A new memorial in Montgomery, Alabama, looks to confront one of this country’s greatest shames: its brutal history of racial terror and the systematic lynching of thousands of African Americans.
The National Memorial to Peace and Justice is a tribute to those victims. It’s the brainchild of civil rights attorney Bryan Stevenson and his organization, the Equal Justice Initiative, a nonprofit that offers legal representation to the poor and those wrongfully convicted.
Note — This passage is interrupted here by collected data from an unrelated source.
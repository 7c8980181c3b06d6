#![allow(dead_code)]

use std::collections::HashMap;
use std::path::PathBuf;

use xafsprep::{CrossSectionData, CrossSectionProvider, LookupError};

/// Energy-independent totals per element.
pub struct FixedProvider {
    totals: HashMap<String, f64>,
}

impl FixedProvider {
    pub fn new(pairs: &[(&str, f64)]) -> Self {
        FixedProvider {
            totals: pairs.iter().map(|&(s, v)| (s.to_string(), v)).collect(),
        }
    }
}

impl CrossSectionProvider for FixedProvider {
    fn lookup(&self, symbol: &str, _energy_kev: f64) -> Result<CrossSectionData, LookupError> {
        self.totals
            .get(symbol)
            .map(|&total| CrossSectionData::from_parts(total, 0.0, 0.0, [0.0; 4]))
            .ok_or_else(|| LookupError::UnknownElement(symbol.to_string()))
    }
}

/// Rough 10 keV totals (cm²/g) for the elements used across the tests.
pub fn provider() -> FixedProvider {
    FixedProvider::new(&[
        ("Fe", 171.0),
        ("O", 5.95),
        ("B", 2.3),
        ("N", 3.7),
        ("Zn", 49.0),
        ("Ar", 0.0),
        ("Ne", 0.0),
    ])
}

/// Fresh scratch directory for one test.
pub fn scratch_dir(name: &str) -> PathBuf {
    let dir = std::env::temp_dir().join(format!("xafsprep-{}-{name}", std::process::id()));
    let _ = std::fs::remove_dir_all(&dir);
    dir
}
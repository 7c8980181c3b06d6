#![no_std]

extern crate alloc;

pub mod elam;

use alloc::string::String;
use alloc::vec::Vec;
use serde::{Deserialize, Serialize};

pub use elam::{ParseError, parse_elam};

/// Per-element cross-section table, as compiled into the binary blob.
#[derive(Debug, Default, Serialize, Deserialize)]
pub struct CrossSectionTable {
    pub elements: Vec<ElementRecord>,
    pub xray_levels: Vec<XrayLevelRecord>,
    pub photoabsorption: Vec<PhotoabsorptionRecord>,
    pub scattering: Vec<ScatteringRecord>,
}

#[derive(Debug, Clone, Serialize, Deserialize)]
pub struct ElementRecord {
    pub symbol: String,
}

#[derive(Debug, Clone, Serialize, Deserialize)]
pub struct XrayLevelRecord {
    pub element: String,
    pub iupac_symbol: String,
    pub fluorescence_yield: f64,
}

/// Photoabsorption in log-log space: `ln(eV)` against `ln(cm²/g)`, with
/// the second derivatives needed for cubic spline evaluation.
#[derive(Debug, Clone, Serialize, Deserialize)]
pub struct PhotoabsorptionRecord {
    pub element: String,
    pub log_energy: Vec<f64>,
    pub log_photoabsorption: Vec<f64>,
    pub log_photoabsorption_spline: Vec<f64>,
}

#[derive(Debug, Clone, Serialize, Deserialize)]
pub struct ScatteringRecord {
    pub element: String,
    pub log_energy: Vec<f64>,
    pub log_coherent_scatter: Vec<f64>,
    pub log_coherent_scatter_spline: Vec<f64>,
    pub log_incoherent_scatter: Vec<f64>,
    pub log_incoherent_scatter_spline: Vec<f64>,
}

impl CrossSectionTable {
    pub fn element(&self, symbol: &str) -> Option<&ElementRecord> {
        self.elements
            .iter()
            .find(|e| e.symbol.eq_ignore_ascii_case(symbol))
    }

    pub fn photo(&self, symbol: &str) -> Option<&PhotoabsorptionRecord> {
        self.photoabsorption.iter().find(|r| r.element == symbol)
    }

    pub fn scatter(&self, symbol: &str) -> Option<&ScatteringRecord> {
        self.scattering.iter().find(|r| r.element == symbol)
    }

    /// Edge records for one element, in file order.
    pub fn levels<'a>(&'a self, symbol: &'a str) -> impl Iterator<Item = &'a XrayLevelRecord> {
        self.xray_levels.iter().filter(move |l| l.element == symbol)
    }
}
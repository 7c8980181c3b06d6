//! Cross-section lookup seam.
//!
//! The engine asks a [`CrossSectionProvider`] for one element at one photon
//! energy and only reads the total mass absorption term. Anything that can
//! answer that question (tabulated data, a fixed map in tests) can drive a
//! session.

use crate::error::LookupError;

/// Index of the photoelectric term in [`CrossSectionData::cross_sections`].
pub const PHOTO: usize = 0;
/// Index of the coherent scattering term.
pub const COHERENT: usize = 1;
/// Index of the incoherent scattering term.
pub const INCOHERENT: usize = 2;
/// Index of the total term: the mass absorption cross-section.
pub const TOTAL: usize = 3;

/// Cross-sections (cm²/g) and fluorescence yields for one element at one
/// energy.
#[derive(Debug, Clone, Copy, PartialEq)]
pub struct CrossSectionData {
    /// Photoelectric, coherent, incoherent and total, in that order.
    pub cross_sections: [f64; 4],
    /// Fluorescence yields of the K, L1, L2 and L3 edges (0 when absent).
    pub yields: [f64; 4],
}

impl CrossSectionData {
    /// Builds a record whose total is the sum of the three partial terms.
    pub fn from_parts(photo: f64, coherent: f64, incoherent: f64, yields: [f64; 4]) -> Self {
        let mut cross_sections = [0.0; 4];
        cross_sections[PHOTO] = photo;
        cross_sections[COHERENT] = coherent;
        cross_sections[INCOHERENT] = incoherent;
        cross_sections[TOTAL] = photo + coherent + incoherent;
        CrossSectionData {
            cross_sections,
            yields,
        }
    }

    /// The term the mixture calculation accumulates.
    pub fn mass_absorption(&self) -> f64 {
        self.cross_sections[TOTAL]
    }
}

pub trait CrossSectionProvider {
    fn lookup(&self, symbol: &str, energy_kev: f64) -> Result<CrossSectionData, LookupError>;
}

impl<P: CrossSectionProvider + ?Sized> CrossSectionProvider for &P {
    fn lookup(&self, symbol: &str, energy_kev: f64) -> Result<CrossSectionData, LookupError> {
        (**self).lookup(symbol, energy_kev)
    }
}

impl<P: CrossSectionProvider + ?Sized> CrossSectionProvider for Box<P> {
    fn lookup(&self, symbol: &str, energy_kev: f64) -> Result<CrossSectionData, LookupError> {
        (**self).lookup(symbol, energy_kev)
    }
}
//! Viewer sessions and their lifecycle.

pub mod manager;
mod session;

pub use manager::{HealthSnapshot, SessionManager, SessionStats, StatsSnapshot};
pub use session::Session;
/// Minimal FFI surface over the FFmpeg libraries linked in by ac-ffmpeg.
/// Complex struct access goes through ac-ffmpeg's ffw_* wrapper symbols.
mod ffi {
    #![allow(dead_code)]
    #![allow(non_camel_case_types)]

    use std::os::raw::{c_char, c_int, c_uint, c_void};

    pub const AVMEDIA_TYPE_VIDEO: c_int = 0;
    pub const AVMEDIA_TYPE_AUDIO: c_int = 1;

    pub const AV_PIX_FMT_RGB24: c_int = 2;
    pub const AV_PIX_FMT_GRAY8: c_int = 8;

    pub const AV_SAMPLE_FMT_S16: c_int = 1;

    pub const AV_CH_LAYOUT_MONO: i64 = 0x4;

    pub const SWS_BILINEAR: c_int = 2;

    pub const AVERROR_EOF: c_int = fferrtag(b'E', b'O', b'F', b' ');
    pub const AVERROR_EAGAIN: c_int = -11;

    const fn fferrtag(a: u8, b: u8, c: u8, d: u8) -> c_int {
        -((a as c_int) | ((b as c_int) << 8) | ((c as c_int) << 16) | ((d as c_int) << 24))
    }

    pub enum AVCodec {}
    pub enum AVCodecContext {}
    pub enum AVCodecParameters {}
    pub enum AVDictionary {}
    pub enum AVFrame {}
    pub enum SwrContext {}
    pub enum SwsContext {}

    #[repr(C)]
    pub struct AVRational {
        pub num: c_int,
        pub den: c_int,
    }

    // Partial layouts for the leading fields we read directly.
    #[repr(C)]
    pub struct AVFormatContext {
        pub av_class: *const c_void,
        pub iformat: *const c_void,
        pub oformat: *const c_void,
        pub priv_data: *mut c_void,
        pub pb: *mut c_void,
        pub ctx_flags: c_int,
        pub nb_streams: c_uint,
        pub streams: *mut *mut AVStream,
    }

    #[repr(C)]
    pub struct AVStream {
        pub av_class: *const c_void,
        pub index: c_int,
        pub id: c_int,
        pub codecpar: *mut AVCodecParameters,
    }

    #[repr(C)]
    pub struct AVPacket {
        pub buf: *mut c_void,
        pub pts: i64,
        pub dts: i64,
        pub data: *mut u8,
        pub size: c_int,
        pub stream_index: c_int,
    }

    #[link(name = "avformat")]
    extern "C" {
        pub fn avformat_open_input(
            ps: *mut *mut AVFormatContext,
            url: *const c_char,
            fmt: *const c_void,
            options: *mut *mut AVDictionary,
        ) -> c_int;
        pub fn avformat_close_input(s: *mut *mut AVFormatContext);
        pub fn avformat_find_stream_info(
            ic: *mut AVFormatContext,
            options: *mut *mut AVDictionary,
        ) -> c_int;
        pub fn av_find_best_stream(
            ic: *mut AVFormatContext,
            media_type: c_int,
            wanted_stream: c_int,
            related_stream: c_int,
            decoder: *mut *const AVCodec,
            flags: c_int,
        ) -> c_int;
        pub fn av_read_frame(s: *mut AVFormatContext, pkt: *mut AVPacket) -> c_int;
        pub fn av_guess_frame_rate(
            ctx: *mut AVFormatContext,
            stream: *mut AVStream,
            frame: *mut AVFrame,
        ) -> AVRational;
    }

    #[link(name = "avcodec")]
    extern "C" {
        pub fn avcodec_alloc_context3(codec: *const AVCodec) -> *mut AVCodecContext;
        pub fn avcodec_free_context(avctx: *mut *mut AVCodecContext);
        pub fn avcodec_parameters_to_context(
            codec: *mut AVCodecContext,
            par: *const AVCodecParameters,
        ) -> c_int;
        pub fn avcodec_open2(
            avctx: *mut AVCodecContext,
            codec: *const AVCodec,
            options: *mut *mut AVDictionary,
        ) -> c_int;
        pub fn avcodec_send_packet(avctx: *mut AVCodecContext, pkt: *const AVPacket) -> c_int;
        pub fn avcodec_receive_frame(avctx: *mut AVCodecContext, frame: *mut AVFrame) -> c_int;
    }

    #[link(name = "avutil")]
    extern "C" {
        pub fn av_strerror(errnum: c_int, errbuf: *mut c_char, errbuf_size: usize) -> c_int;
        pub fn av_dict_set(
            pm: *mut *mut AVDictionary,
            key: *const c_char,
            value: *const c_char,
            flags: c_int,
        ) -> c_int;
        pub fn av_dict_free(m: *mut *mut AVDictionary);
        pub fn av_packet_alloc() -> *mut AVPacket;
        pub fn av_packet_free(pkt: *mut *mut AVPacket);
        pub fn av_packet_unref(pkt: *mut AVPacket);
        pub fn av_frame_alloc() -> *mut AVFrame;
        pub fn av_frame_free(frame: *mut *mut AVFrame);
        pub fn av_frame_unref(frame: *mut AVFrame);
        pub fn av_opt_set_int(
            obj: *mut c_void,
            name: *const c_char,
            val: i64,
            search_flags: c_int,
        ) -> c_int;
        pub fn av_opt_set_sample_fmt(
            obj: *mut c_void,
            name: *const c_char,
            fmt: c_int,
            search_flags: c_int,
        ) -> c_int;
    }

    #[link(name = "swscale")]
    extern "C" {
        pub fn sws_getContext(
            src_w: c_int,
            src_h: c_int,
            src_format: c_int,
            dst_w: c_int,
            dst_h: c_int,
            dst_format: c_int,
            flags: c_int,
            src_filter: *mut c_void,
            dst_filter: *mut c_void,
            param: *const f64,
        ) -> *mut SwsContext;
        pub fn sws_freeContext(ctx: *mut SwsContext);
        pub fn sws_scale(
            ctx: *mut SwsContext,
            src_slice: *const *const u8,
            src_stride: *const c_int,
            src_slice_y: c_int,
            src_slice_h: c_int,
            dst: *const *mut u8,
            dst_stride: *const c_int,
        ) -> c_int;
    }

    #[link(name = "swresample")]
    extern "C" {
        pub fn swr_alloc() -> *mut SwrContext;
        pub fn swr_free(s: *mut *mut SwrContext);
        pub fn swr_init(s: *mut SwrContext) -> c_int;
        pub fn swr_convert(
            s: *mut SwrContext,
            out: *mut *mut u8,
            out_count: c_int,
            inp: *const *const u8,
            in_count: c_int,
        ) -> c_int;
    }

    // Accessors exported by ac-ffmpeg's wrapper library.
    extern "C" {
        pub fn ffw_frame_get_width(frame: *const AVFrame) -> c_int;
        pub fn ffw_frame_get_height(frame: *const AVFrame) -> c_int;
        pub fn ffw_frame_get_format(frame: *const AVFrame) -> c_int;
        pub fn ffw_frame_get_nb_samples(frame: *const AVFrame) -> c_int;
        pub fn ffw_frame_get_sample_rate(frame: *const AVFrame) -> c_int;
        pub fn ffw_frame_get_plane_data(frame: *const AVFrame, plane: c_int) -> *const u8;
        pub fn ffw_frame_get_line_size(frame: *const AVFrame, plane: usize) -> usize;
        pub fn ffw_frame_get_channel_layout(frame: *const AVFrame) -> i64;
        pub fn ffw_codec_parameters_get_width(params: *const AVCodecParameters) -> c_int;
        pub fn ffw_codec_parameters_get_height(params: *const AVCodecParameters) -> c_int;
        pub fn ffw_codec_parameters_get_sample_rate(params: *const AVCodecParameters) -> c_int;
    }

    pub fn av_err_str(errnum: c_int) -> String {
        let mut buf = [0i8; 256];
        unsafe {
            av_strerror(errnum, buf.as_mut_ptr(), buf.len());
            std::ffi::CStr::from_ptr(buf.as_ptr())
                .to_string_lossy()
                .into_owned()
        }
    }
}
“Most of us have no understanding about the legacy of slavery, we have no understanding about the era of lynching,” Stevenson told the NewsHour’s Jeffrey Brown. “Black people were routinely pulled out of their homes and hanged, and burned, and drowned, and mutilated, and tortured, sometimes on the public square with thousands of people cheering on that torture and violence.”
The memorial is made up of more than 800 rusted, steel columns that are suspended from the ceiling. Each represents an American county in which a lynching took place between 1877 and 1950. Etched on each of the markers are the names of victims and the dates they were killed. Some have only a few, others have dozens.
Stevenson says instead of facing this period in our history, we’ve ignored it and its legacy. In doing so, he says, we’ve been unable to meaningfully address the racial injustice plaguing America today.
“It’s only when we find a way to talk about these things, when we tell the truth about these things, that we can create new relationships. That’s what truth and reconciliation is about,” Stevenson says. “We are constrained by the smog created by this history and to deal with that we’re going to have to clean the air. We’re going to have to talk about some things we haven’t talked about before.”